Seperti warna Koro-sensei. Ia memiliki warna biru kehijauan, namun tidak begitu pekat. Menurut Karma, Koro-sensei akan mati dengan damai. Tapi kematiannya akan membuat seseorang akan menangis. Entah siapa itu yang menangis, Karma tidak ingin tahu.
Pernah sekali Karma melihat warna merah bercampur dengan warna ungu dari seorang pengusaha ternama di televisi. Pada akhirnya, orang itu mati, sesuai dengan dugaan Karma. Dari warna merah, orang itu mati karena dendam seseorang. Tapi dari warna ungu, sepertinya orang yang dendam dengan pengusaha itu membunuhnya dengan jasa pembunuh bayaran.
Dari semua warna yang Karma lihat, setiap warna melambang kematian yang berbeda.
"Karma-kuuunn, kau tidak berniat jail ke Asano kan?"
Hampir saja Karma terlonjak jatuh dari pohon, jika kakinya tidak pintar menahan tubuhnya di dahan pohon. Gurita itu benar-benar mengejutkannya. Tahu-tahu saja Koro-sensei berdiri di belakangnya, menyamar menjadi salah satu bunga raksasa. Senyuman bodohnya hampir ingin membuat Karma ingin melempari gurita kuning itu dengan teleskopnyanya.
"Bisakah kau tidak mengejutkanku seperti itu, sensei!" Karma mengerutu sebal.
"Nufufu, mana bisa sensei tidak mengejutkan murid yang mengitip ketua OSIS malam -malam begini." Koro-sensei tertawa pelan sambil menganti sosoknya menjadi guru kelas 3-E, seperti biasa. Ia duduk di samping Karma. 'Tapi kenapa mesti Asano-kun? Apa menariknya dari anak itu."
"Aku ingin membunuhmu sekarang juga."
Karma memilih tidak banyak bicara lagi. Ia mengambil teropongnya kembali. Salah satu mata jingganya bertemu dengan lensa okuler teleskopnya. Ia mengatur pebesaran gambar yang ditangkap oleh teleskop. Lensa objektifnya mengarah pada salah satu dari jendela gedung utama. Asano Gakushuu masih ada disana. Meski sudah menjelang malam, Asano masih terus berada di ruang OSIS.
Malam ini, Karma ingin memastikan. Setelah pekan olahraga berakhir, Karma melihat warna kematian mengelilingi Asano. Ia tidak begitu yakin, kalau warna itu benar-benar berasal dari Asano.
"Kudengar, Asano-kun menginap di sekolah. Ia lagi dihukum ayahnya karena kalah dengan kita."

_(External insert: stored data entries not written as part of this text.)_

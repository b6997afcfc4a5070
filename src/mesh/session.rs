use std::fmt;
use std::sync::atomic::{AtomicU64, Ordering};
use std::sync::Arc;

use serde::Serialize;
use tracing::debug;

use crate::error::{MeshError, Result};
use crate::mesh::media::MediaStream;

static NEXT_HANDLE_ID: AtomicU64 = AtomicU64::new(1);

/// Identity of one negotiated session. Never reused, even when the same
/// remote reconnects.
#[derive(Debug, Clone, Copy, PartialEq, Eq, Hash, PartialOrd, Ord, Serialize)]
pub struct HandleId(u64);

impl HandleId {
    pub fn next() -> Self {
        Self(NEXT_HANDLE_ID.fetch_add(1, Ordering::Relaxed))
    }
}

impl fmt::Display for HandleId {
    fn fmt(&self, f: &mut fmt::Formatter<'_>) -> fmt::Result {
        write!(f, "h{}", self.0)
    }
}

#[derive(Debug, Clone, Copy, PartialEq, Eq, Serialize)]
#[serde(rename_all = "lowercase")]
pub enum Direction {
    Outbound,
    Inbound,
}

#[derive(Debug, Clone, PartialEq, Eq)]
pub enum SessionState {
    Pending,
    Active,
    Closed,
    Errored(String),
}

impl SessionState {
    pub fn is_terminal(&self) -> bool {
        matches!(self, SessionState::Closed | SessionState::Errored(_))
    }

    /// The only way a session changes state.
    ///
    /// `Pending -> Active` on the first remote stream; further streams keep
    /// it `Active` (source switch on the far side). `Rejected` is only valid
    /// while pending. `Closed`/`Errored` are terminal and accept nothing.
    pub fn transition(&self, signal: &SessionSignal) -> Result<SessionState> {
        use SessionState::*;
        match (self, signal) {
            (Pending | Active, SessionSignal::StreamReceived(_)) => Ok(Active),
            (Pending, SessionSignal::Rejected) => Ok(Closed),
            (Pending | Active, SessionSignal::Closed) => Ok(Closed),
            (Pending | Active, SessionSignal::Error(reason)) => Ok(Errored(reason.clone())),
            (state, signal) => Err(MeshError::InvalidTransition(format!(
                "{} while {:?}",
                signal.name(),
                state
            ))),
        }
    }
}

/// What the transport reports about a session.
#[derive(Debug, Clone)]
pub enum SessionSignal {
    StreamReceived(Arc<MediaStream>),
    /// The callee declined the offer (capacity).
    Rejected,
    Closed,
    Error(String),
}

impl SessionSignal {
    pub fn name(&self) -> &'static str {
        match self {
            SessionSignal::StreamReceived(_) => "stream-received",
            SessionSignal::Rejected => "rejected",
            SessionSignal::Closed => "closed",
            SessionSignal::Error(_) => "error",
        }
    }
}

/// A signal tagged with the handle it belongs to.
#[derive(Debug, Clone)]
pub struct SessionEvent {
    pub handle: HandleId,
    pub remote: String,
    pub signal: SessionSignal,
}

/// The negotiated connection underneath a handle.
pub trait SessionTransport: Send {
    /// Hang up. Must not emit a signal back to the local side.
    fn close(&mut self);
    /// Swap the stream we send without renegotiating.
    fn replace_local_stream(&mut self, stream: Arc<MediaStream>);
}

pub struct SessionHandle {
    id: HandleId,
    remote: String,
    direction: Direction,
    state: SessionState,
    transport: Box<dyn SessionTransport>,
}

impl SessionHandle {
    pub fn new(
        id: HandleId,
        remote: impl Into<String>,
        direction: Direction,
        transport: Box<dyn SessionTransport>,
    ) -> Self {
        Self {
            id,
            remote: remote.into(),
            direction,
            state: SessionState::Pending,
            transport,
        }
    }

    pub fn id(&self) -> HandleId {
        self.id
    }

    pub fn remote(&self) -> &str {
        &self.remote
    }

    pub fn state(&self) -> &SessionState {
        &self.state
    }

    pub fn apply(&mut self, signal: &SessionSignal) -> Result<&SessionState> {
        self.state = self.state.transition(signal)?;
        Ok(&self.state)
    }

    pub fn replace_local_stream(&mut self, stream: Arc<MediaStream>) {
        if !self.state.is_terminal() {
            self.transport.replace_local_stream(stream);
        }
    }

    pub fn close(&mut self) {
        if self.state.is_terminal() {
            return;
        }
        self.transport.close();
        self.state = SessionState::Closed;
        debug!("Closed session {} to {}", self.id, self.remote);
    }
}

impl Drop for SessionHandle {
    fn drop(&mut self) {
        self.close();
    }
}

impl fmt::Debug for SessionHandle {
    fn fmt(&self, f: &mut fmt::Formatter<'_>) -> fmt::Result {
        f.debug_struct("SessionHandle")
            .field("id", &self.id)
            .field("remote", &self.remote)
            .field("direction", &self.direction)
            .field("state", &self.state)
            .finish()
    }
}
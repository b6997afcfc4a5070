use std::collections::HashMap;
use std::sync::Arc;

use tracing::debug;

use crate::error::{MeshError, Result};
use crate::mesh::media::MediaStream;
use crate::mesh::session::SessionHandle;

/// Live session handles keyed by remote identity.
///
/// Mutated only from the engine task, so no locking.
#[derive(Debug, Default)]
pub struct ConnectionRegistry {
    handles: HashMap<String, SessionHandle>,
}

impl ConnectionRegistry {
    pub fn new() -> Self {
        Self::default()
    }

    /// A duplicate handle is dropped, which hangs it up.
    pub fn register(&mut self, remote_id: &str, handle: SessionHandle) -> Result<()> {
        if self.handles.contains_key(remote_id) {
            return Err(MeshError::DuplicateSession(remote_id.to_string()));
        }
        debug!("Registered session {} for {}", handle.id(), remote_id);
        self.handles.insert(remote_id.to_string(), handle);
        Ok(())
    }

    /// Close and forget the handle for `remote_id`, if any.
    pub fn unregister(&mut self, remote_id: &str) {
        if let Some(mut handle) = self.handles.remove(remote_id) {
            handle.close();
            debug!("Unregistered session {} for {}", handle.id(), remote_id);
        }
    }

    /// Remove without hanging up; for handles the remote already ended.
    pub fn take(&mut self, remote_id: &str) -> Option<SessionHandle> {
        self.handles.remove(remote_id)
    }

    pub fn count(&self) -> usize {
        self.handles.len()
    }

    pub fn is_empty(&self) -> bool {
        self.handles.is_empty()
    }

    pub fn contains(&self, remote_id: &str) -> bool {
        self.handles.contains_key(remote_id)
    }

    pub fn get(&self, remote_id: &str) -> Option<&SessionHandle> {
        self.handles.get(remote_id)
    }

    pub fn get_mut(&mut self, remote_id: &str) -> Option<&mut SessionHandle> {
        self.handles.get_mut(remote_id)
    }

    /// Point every session at a new local stream.
    pub fn replace_local_stream(&mut self, stream: &Arc<MediaStream>) {
        for handle in self.handles.values_mut() {
            handle.replace_local_stream(stream.clone());
        }
    }

    pub fn close_all(&mut self) {
        for (remote_id, mut handle) in self.handles.drain() {
            handle.close();
            debug!("Closed session {} for {} during teardown", handle.id(), remote_id);
        }
    }
}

Tidak menoleh. Karma terus memperhatikan Asano seksama. Pemuda berambut jingga itu masih serius berkutat dengan lembaran kertas bertumpuk di mejanya (Karma ragu itu hanya urusan sekolah yang ditangani oleh ketua OSIS). Kadang-kadang ia mengambil kopi di mejanya. Lalu tetap kembali mengerjakan dokumennya, tanpa henti.
Sama diam, Koro-sensei juga ikut-ikutan memperhatikan Asano. Barangkali matanya mampu memperbesar pandangan seperti teleskopnya, atau bahkan lebih sehingga ia tidak perlu repot-repot membawa teleskop. Gurita kuning terus mencoba memperhatikan Asano, mencari sesuatu menarik dari laki-laki itu.
Tidak ada satupun menarik. Hanya pemuda yang kelewatan berkerja keras di masa mudanya. Pemuda yang tidak mengerti bersenang-senang di usianya.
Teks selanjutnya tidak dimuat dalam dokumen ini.